*** Opening RECORDS FOR THE TASK ***

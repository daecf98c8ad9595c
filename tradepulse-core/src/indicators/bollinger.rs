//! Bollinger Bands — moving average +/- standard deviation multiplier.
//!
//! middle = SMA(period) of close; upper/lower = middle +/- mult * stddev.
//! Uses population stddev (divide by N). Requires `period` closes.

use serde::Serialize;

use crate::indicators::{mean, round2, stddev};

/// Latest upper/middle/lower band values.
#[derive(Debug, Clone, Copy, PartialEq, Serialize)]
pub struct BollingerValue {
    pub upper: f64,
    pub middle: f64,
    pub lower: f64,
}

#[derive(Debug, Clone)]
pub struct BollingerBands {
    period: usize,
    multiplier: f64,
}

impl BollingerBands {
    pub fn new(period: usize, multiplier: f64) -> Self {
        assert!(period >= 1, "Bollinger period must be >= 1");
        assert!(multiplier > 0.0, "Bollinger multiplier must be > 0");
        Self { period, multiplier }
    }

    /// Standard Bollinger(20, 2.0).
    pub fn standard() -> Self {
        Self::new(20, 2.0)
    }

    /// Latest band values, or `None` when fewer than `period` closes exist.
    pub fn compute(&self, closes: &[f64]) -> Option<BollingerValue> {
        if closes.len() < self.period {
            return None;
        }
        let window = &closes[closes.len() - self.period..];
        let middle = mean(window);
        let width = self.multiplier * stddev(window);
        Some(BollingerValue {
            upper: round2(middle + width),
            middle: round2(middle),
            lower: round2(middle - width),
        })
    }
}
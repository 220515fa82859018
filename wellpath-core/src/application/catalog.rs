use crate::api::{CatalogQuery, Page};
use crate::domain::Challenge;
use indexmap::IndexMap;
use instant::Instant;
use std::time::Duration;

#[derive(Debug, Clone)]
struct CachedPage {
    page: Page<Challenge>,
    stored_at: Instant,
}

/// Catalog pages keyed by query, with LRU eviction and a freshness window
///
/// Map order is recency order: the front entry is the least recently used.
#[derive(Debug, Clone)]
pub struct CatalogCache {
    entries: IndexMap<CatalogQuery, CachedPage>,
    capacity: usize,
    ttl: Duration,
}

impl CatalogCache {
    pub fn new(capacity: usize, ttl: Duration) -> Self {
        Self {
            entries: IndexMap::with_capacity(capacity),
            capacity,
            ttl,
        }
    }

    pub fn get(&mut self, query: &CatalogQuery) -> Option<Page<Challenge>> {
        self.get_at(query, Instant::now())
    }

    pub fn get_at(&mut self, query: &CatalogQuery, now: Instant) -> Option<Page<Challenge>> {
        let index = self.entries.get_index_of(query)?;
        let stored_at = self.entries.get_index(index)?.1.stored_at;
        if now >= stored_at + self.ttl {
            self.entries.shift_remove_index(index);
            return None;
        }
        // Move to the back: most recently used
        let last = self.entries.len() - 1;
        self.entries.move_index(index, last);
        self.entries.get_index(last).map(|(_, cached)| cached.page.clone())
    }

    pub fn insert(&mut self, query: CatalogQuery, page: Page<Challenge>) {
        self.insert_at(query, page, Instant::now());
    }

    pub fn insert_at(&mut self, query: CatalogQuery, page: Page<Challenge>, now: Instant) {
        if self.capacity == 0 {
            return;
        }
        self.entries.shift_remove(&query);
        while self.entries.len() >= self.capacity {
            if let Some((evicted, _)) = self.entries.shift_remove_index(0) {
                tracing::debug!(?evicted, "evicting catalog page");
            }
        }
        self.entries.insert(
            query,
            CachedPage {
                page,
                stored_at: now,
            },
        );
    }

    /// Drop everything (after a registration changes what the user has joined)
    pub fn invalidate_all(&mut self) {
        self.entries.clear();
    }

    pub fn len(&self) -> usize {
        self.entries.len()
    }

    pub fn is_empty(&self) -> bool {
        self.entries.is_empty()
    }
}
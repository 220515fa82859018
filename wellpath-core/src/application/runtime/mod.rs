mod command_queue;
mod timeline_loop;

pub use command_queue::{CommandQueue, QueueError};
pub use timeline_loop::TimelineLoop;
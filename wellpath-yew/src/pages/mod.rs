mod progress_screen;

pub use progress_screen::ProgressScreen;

*** Closing RECORDS FOR THE TASK ***

▶ _BRIEF_
Search the entries for "pages" and copy each matching line.

▶ _RESPONSE BOX_
/// Catalog pages keyed by query, with LRU eviction and a freshness window
filename wellpath-yew/src/pages/mod.rs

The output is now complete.